Duas empresas americanas esperam conseguir a aprovação emergencial para suas vacinas contra a covid-19 até o final de novembro, uma boa notícia para os Estados Unidos em um momento em que o país experimenta um novo aumento no número de casos, com um total que ultrapassa os oito milhões
Duas empresas americanas esperam conseguir a aprovação emergencial para suas vacinas contra a covid-19 até o final de novembro, uma boa notícia para os Estados Unidos em um momento em que o país experimenta um novo aumento no número de casos, com um total que ultrapassa os oito milhões.
A Pfizer anunciou nesta sexta-feira (16) que pretende dar um passo à frente com sua vacina depois que os dados de segurança estiverem disponíveis na terceira semana de novembro, semanas após a eleição presidencial de 3 de novembro.
O anúncio significa que os Estados Unidos poderão ter duas vacinas prontas até o final do ano. A segunda é desenvolvida pela empresa de biotecnologia de Massachusetts, Moderna, que tem como meta o dia 25 de novembro como prazo para solicitar a autorização.
"Presumindo dados positivos, a Pfizer solicitará o uso da autorização de emergência nos Estados Unidos logo após o nível de segurança ser alcançado na terceira semana de novembro", ressaltou o presidente e CEO da empresa, Albert Bourla, em uma carta aberta.
A notícia impactou as ações da empresa, que tiveram uma alta de 2% nos Estados Unidos após o anúncio.
Mas os especialistas alertam que mesmo quando as vacinas são aprovadas, levam-se vários meses para que estejam amplamente disponíveis.
Em qualquer caso, é pouco provável que sejam um bom substituto para o uso de máscaras, distanciamento social e outros comportamentos recomendados para conter a transmissão, já que não se sabe até que ponto são eficazes.
Após a queda no número de casos durante o verão, o país atingiu um ponto crítico na pandemia do novo coronavírus por volta da segunda semana de setembro, registrando a nova média de casos diários de mais de 50.000, segundo os números mais recentes, e com trajetória ascendente.
Com mais de oito milhões de casos confirmados e mais de 217.000 mortes, os Estados Unidos são o país mais afetado do mundo pela pandemia.

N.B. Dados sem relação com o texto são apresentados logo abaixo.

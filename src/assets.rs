//! Remote asset resolution: download, deduplicate, rewrite.
//!
//! Takes a validated configuration tree, finds every remote reference (via
//! [`crate::walker`]), downloads each unique URL into a destination
//! directory, and rewrites every occurrence to the local path. The mutated
//! tree is then written back to the content file, which is what makes repeat
//! runs idempotent: resolved fields hold local paths the walker ignores.
//!
//! ## Filename derivation and caching
//!
//! A URL's filename is derived deterministically: last path segment,
//! percent-decoded, stripped of characters unsafe for a filename, leading
//! dots removed; an empty result falls back to a short hash of the full URL.
//! Determinism is load-bearing — the idempotency check is a content-location
//! cache keyed by *filename-from-URL*, not by content hash: if the derived
//! name already exists in the destination directory (and was not claimed by
//! a different URL this run), the network call is skipped entirely and the
//! file is reused.
//!
//! ## Collisions and concurrency
//!
//! Two different URLs can derive the same base filename; the loser gets a
//! numeric suffix (`image_2.jpg`, `image_3.jpg`, …). Downloads for distinct
//! URLs run in parallel on the rayon pool; the filename reservation set is
//! the only shared mutable state, and its check-and-insert is atomic behind
//! a mutex so two URLs can never claim the same name.
//!
//! ## Failure policy
//!
//! One URL's failure never aborts the pass: the stage completes best-effort
//! over all unique URLs and reports an aggregate error list. The caller
//! decides whether any error is fatal to the build. Redirects are followed
//! manually (relative `Location` values resolved against the current URL)
//! up to [`MAX_REDIRECTS`] hops; each request carries its own timeout, so
//! one hung URL cannot stall the others.

use crate::walker::{self, SlotPath};
use percent_encoding::percent_decode_str;
use rayon::prelude::*;
use serde_json::Value;
use sha2::{Digest, Sha256};
use std::collections::{HashMap, HashSet};
use std::fmt;
use std::fs::{self, File};
use std::io;
use std::path::Path;
use std::sync::Mutex;
use std::sync::mpsc::Sender;
use std::time::Duration;
use thiserror::Error;
use ureq::Agent;
use url::Url;

/// Maximum redirect hops for a single URL.
pub const MAX_REDIRECTS: u32 = 5;

/// Per-request timeout. Timing out one URL must not affect others in flight.
pub const DOWNLOAD_TIMEOUT: Duration = Duration::from_secs(30);

/// Resolution failure for one URL.
#[derive(Error, Debug)]
#[error("{url}: {kind}")]
pub struct AssetError {
    pub url: String,
    pub kind: AssetErrorKind,
}

#[derive(Error, Debug)]
pub enum AssetErrorKind {
    #[error("invalid URL: {0}")]
    InvalidUrl(String),
    #[error("HTTP error: {0}")]
    Http(String),
    #[error("HTTP status {0}")]
    Status(u16),
    #[error("redirect without a Location header")]
    MissingLocation,
    #[error("too many redirects (limit {MAX_REDIRECTS})")]
    TooManyRedirects,
    #[error("IO error: {0}")]
    Io(String),
}

/// One successfully resolved URL.
#[derive(Debug, Clone)]
pub struct ResolvedAsset {
    pub url: String,
    /// Filename inside the destination directory.
    pub filename: String,
    /// Path written into the configuration (forward slashes).
    pub local_path: String,
    /// Bytes downloaded, or on-disk size for cache hits.
    pub bytes: u64,
    /// True when the file already existed and no fetch was made.
    pub cached: bool,
    /// How many configuration slots referenced this URL.
    pub refs: usize,
}

/// Progress event emitted per URL as resolution completes.
#[derive(Debug, Clone)]
pub enum FetchEvent {
    Resolved {
        url: String,
        local_path: String,
        bytes: u64,
        cached: bool,
    },
    Failed {
        url: String,
        message: String,
    },
}

/// Aggregate outcome of one asset-resolution pass.
#[derive(Debug, Default)]
pub struct AssetReport {
    pub resolved: Vec<ResolvedAsset>,
    pub errors: Vec<AssetError>,
    /// Total configuration slots rewritten to local paths.
    pub rewritten: usize,
}

impl AssetReport {
    pub fn is_clean(&self) -> bool {
        self.errors.is_empty()
    }

    pub fn downloaded(&self) -> usize {
        self.resolved.iter().filter(|r| !r.cached).count()
    }

    pub fn cached(&self) -> usize {
        self.resolved.iter().filter(|r| r.cached).count()
    }
}

impl fmt::Display for AssetReport {
    fn fmt(&self, f: &mut fmt::Formatter<'_>) -> fmt::Result {
        let unique = self.resolved.len() + self.errors.len();
        write!(
            f,
            "{} downloaded, {} cached, {} failed ({} unique urls, {} references)",
            self.downloaded(),
            self.cached(),
            self.errors.len(),
            unique,
            self.rewritten
        )
    }
}

/// Resolve every remote reference in the tree, rewriting slots in place.
///
/// Returns `Err` only when the destination directory itself cannot be
/// created; per-URL failures are data in the report.
pub fn resolve_assets(
    tree: &mut Value,
    dest_dir: &Path,
    progress: Option<Sender<FetchEvent>>,
) -> io::Result<AssetReport> {
    // Group occurrences by URL value: at most one fetch per unique URL.
    let mut by_url: HashMap<String, Vec<SlotPath>> = HashMap::new();
    for asset_ref in walker::collect(tree) {
        by_url.entry(asset_ref.url).or_default().push(asset_ref.slot);
    }
    if by_url.is_empty() {
        return Ok(AssetReport::default());
    }

    fs::create_dir_all(dest_dir)?;
    let prefix = local_prefix(dest_dir);
    let agent = create_agent();
    let claimed: Mutex<HashSet<String>> = Mutex::new(HashSet::new());

    let results: Vec<(String, Vec<SlotPath>, Result<(String, u64, bool), AssetErrorKind>)> = by_url
        .into_par_iter()
        .map(|(url, slots)| {
            let outcome = resolve_one(&agent, &url, dest_dir, &claimed);
            if let Some(tx) = &progress {
                let event = match &outcome {
                    Ok((filename, bytes, cached)) => FetchEvent::Resolved {
                        url: url.clone(),
                        local_path: join_local(&prefix, filename),
                        bytes: *bytes,
                        cached: *cached,
                    },
                    Err(kind) => FetchEvent::Failed {
                        url: url.clone(),
                        message: kind.to_string(),
                    },
                };
                // Receiver may have hung up; progress is best-effort.
                let _ = tx.send(event);
            }
            (url, slots, outcome)
        })
        .collect();

    let mut report = AssetReport::default();
    for (url, slots, outcome) in results {
        match outcome {
            Ok((filename, bytes, cached)) => {
                let local_path = join_local(&prefix, &filename);
                for slot in &slots {
                    if walker::set_at(tree, slot, &local_path) {
                        report.rewritten += 1;
                    }
                }
                report.resolved.push(ResolvedAsset {
                    url,
                    filename,
                    local_path,
                    bytes,
                    cached,
                    refs: slots.len(),
                });
            }
            Err(kind) => report.errors.push(AssetError { url, kind }),
        }
    }
    Ok(report)
}

fn create_agent() -> Agent {
    Agent::config_builder()
        .timeout_global(Some(DOWNLOAD_TIMEOUT))
        .http_status_as_error(false)
        .max_redirects(0)
        .build()
        .into()
}

fn resolve_one(
    agent: &Agent,
    url: &str,
    dest_dir: &Path,
    claimed: &Mutex<HashSet<String>>,
) -> Result<(String, u64, bool), AssetErrorKind> {
    match claim_filename(url, dest_dir, claimed) {
        Claim::Reuse(filename) => {
            let bytes = fs::metadata(dest_dir.join(&filename)).map(|m| m.len()).unwrap_or(0);
            Ok((filename, bytes, true))
        }
        Claim::Download(filename) => {
            let bytes = fetch_to_file(agent, url, &dest_dir.join(&filename))?;
            Ok((filename, bytes, false))
        }
    }
}

// ============================================================================
// Filename derivation and reservation
// ============================================================================

enum Claim {
    /// File already on disk from a prior run; skip the network entirely.
    Reuse(String),
    /// Name reserved for this URL; download into it.
    Download(String),
}

/// Atomically decide this URL's filename.
///
/// The whole decision runs under one lock so that a check-and-insert can
/// never interleave with another URL's: two URLs deriving the same base name
/// get `name` and `name_2.ext`, regardless of scheduling.
fn claim_filename(url: &str, dest_dir: &Path, claimed: &Mutex<HashSet<String>>) -> Claim {
    let derived = derive_filename(url);
    let mut claimed = claimed.lock().unwrap_or_else(|e| e.into_inner());

    // Idempotency: a file with the derived (non-uniquified) name is a cache
    // hit — unless another URL claimed that name earlier this run.
    if !claimed.contains(&derived) && dest_dir.join(&derived).is_file() {
        claimed.insert(derived.clone());
        return Claim::Reuse(derived);
    }

    let (stem, ext) = split_name(&derived);
    let mut candidate = derived.clone();
    let mut n = 2;
    while claimed.contains(&candidate) || dest_dir.join(&candidate).exists() {
        candidate = format!("{stem}_{n}{ext}");
        n += 1;
    }
    claimed.insert(candidate.clone());
    Claim::Download(candidate)
}

/// Derive a stable, filesystem-safe filename from a URL.
pub fn derive_filename(url: &str) -> String {
    let without_query = url.split(['?', '#']).next().unwrap_or(url);
    let last_segment = without_query
        .trim_end_matches('/')
        .rsplit('/')
        .next()
        .unwrap_or("");
    let decoded = percent_decode_str(last_segment).decode_utf8_lossy();

    let cleaned: String = decoded
        .chars()
        .filter(|c| c.is_ascii_alphanumeric() || matches!(c, '-' | '_' | '.'))
        .collect();
    let cleaned = cleaned.trim_start_matches('.');

    if cleaned.is_empty() {
        let digest = Sha256::digest(url.as_bytes());
        format!("{digest:x}")[..12].to_string()
    } else {
        cleaned.to_string()
    }
}

/// Split `image.jpg` into `("image", ".jpg")` for suffix insertion.
fn split_name(name: &str) -> (&str, &str) {
    match name.rfind('.') {
        Some(pos) if pos > 0 => name.split_at(pos),
        _ => (name, ""),
    }
}

fn local_prefix(dest_dir: &Path) -> String {
    dest_dir
        .to_string_lossy()
        .replace('\\', "/")
        .trim_end_matches('/')
        .trim_start_matches("./")
        .to_string()
}

fn join_local(prefix: &str, filename: &str) -> String {
    if prefix.is_empty() {
        filename.to_string()
    } else {
        format!("{prefix}/{filename}")
    }
}

// ============================================================================
// HTTP fetch with manual redirect handling
// ============================================================================

/// Download `url` into `dest`, following up to [`MAX_REDIRECTS`] redirects.
///
/// The body streams straight to the destination file; a failed write deletes
/// the partial file before the error propagates — a truncated asset must
/// never survive on disk.
fn fetch_to_file(agent: &Agent, url: &str, dest: &Path) -> Result<u64, AssetErrorKind> {
    let mut current = Url::parse(url).map_err(|e| AssetErrorKind::InvalidUrl(e.to_string()))?;

    for _ in 0..=MAX_REDIRECTS {
        let response = agent
            .get(current.as_str())
            .call()
            .map_err(|e| AssetErrorKind::Http(e.to_string()))?;
        let status = response.status().as_u16();

        if (300..400).contains(&status) {
            let location = response
                .headers()
                .get("location")
                .and_then(|v| v.to_str().ok())
                .ok_or(AssetErrorKind::MissingLocation)?;
            // Relative redirects resolve against the URL that issued them.
            current = current
                .join(location)
                .map_err(|e| AssetErrorKind::InvalidUrl(e.to_string()))?;
            continue;
        }
        if !(200..300).contains(&status) {
            return Err(AssetErrorKind::Status(status));
        }

        let mut reader = response.into_body().into_reader();
        let mut file = File::create(dest).map_err(|e| AssetErrorKind::Io(e.to_string()))?;
        return match io::copy(&mut reader, &mut file) {
            Ok(bytes) => Ok(bytes),
            Err(e) => {
                drop(file);
                let _ = fs::remove_file(dest);
                Err(AssetErrorKind::Io(e.to_string()))
            }
        };
    }
    Err(AssetErrorKind::TooManyRedirects)
}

Os números atuais indicam que o país nunca esteve tão perto de retornar aos níveis de sua primeira onda, então a alta desses dias pode ser considerada um terceiro aumento.
Geograficamente, os principais locais com contaminação se encontram nas regiões do Centro-Oeste ao Norte, além de partes do Oeste.
O cirurgião de Harvard e pesquisador de políticas de saúde Thomas Tsai disse à AFP que há vários fatores por trás do aumento do número de casos, como a falta de testes suficientes no centro-oeste até o não monitoramento e o retrocesso por parte das autoridades em relação à reabertura.
Além disso, "a partir de relatórios de rastreamento de contatos de vários municípios e estados, a preocupação é que a disseminação passe a ser impulsionada por encontros sociais dentro das casas", acrescentou.
O avanço do frio no outono boreal leva cada vez mais a vida social a espaços fechados.
Um sinal positivo é que os tratamentos para a covid-19 melhoraram de forma notória e, como os casos estão mais dispersos, os hospitais não colapsaram.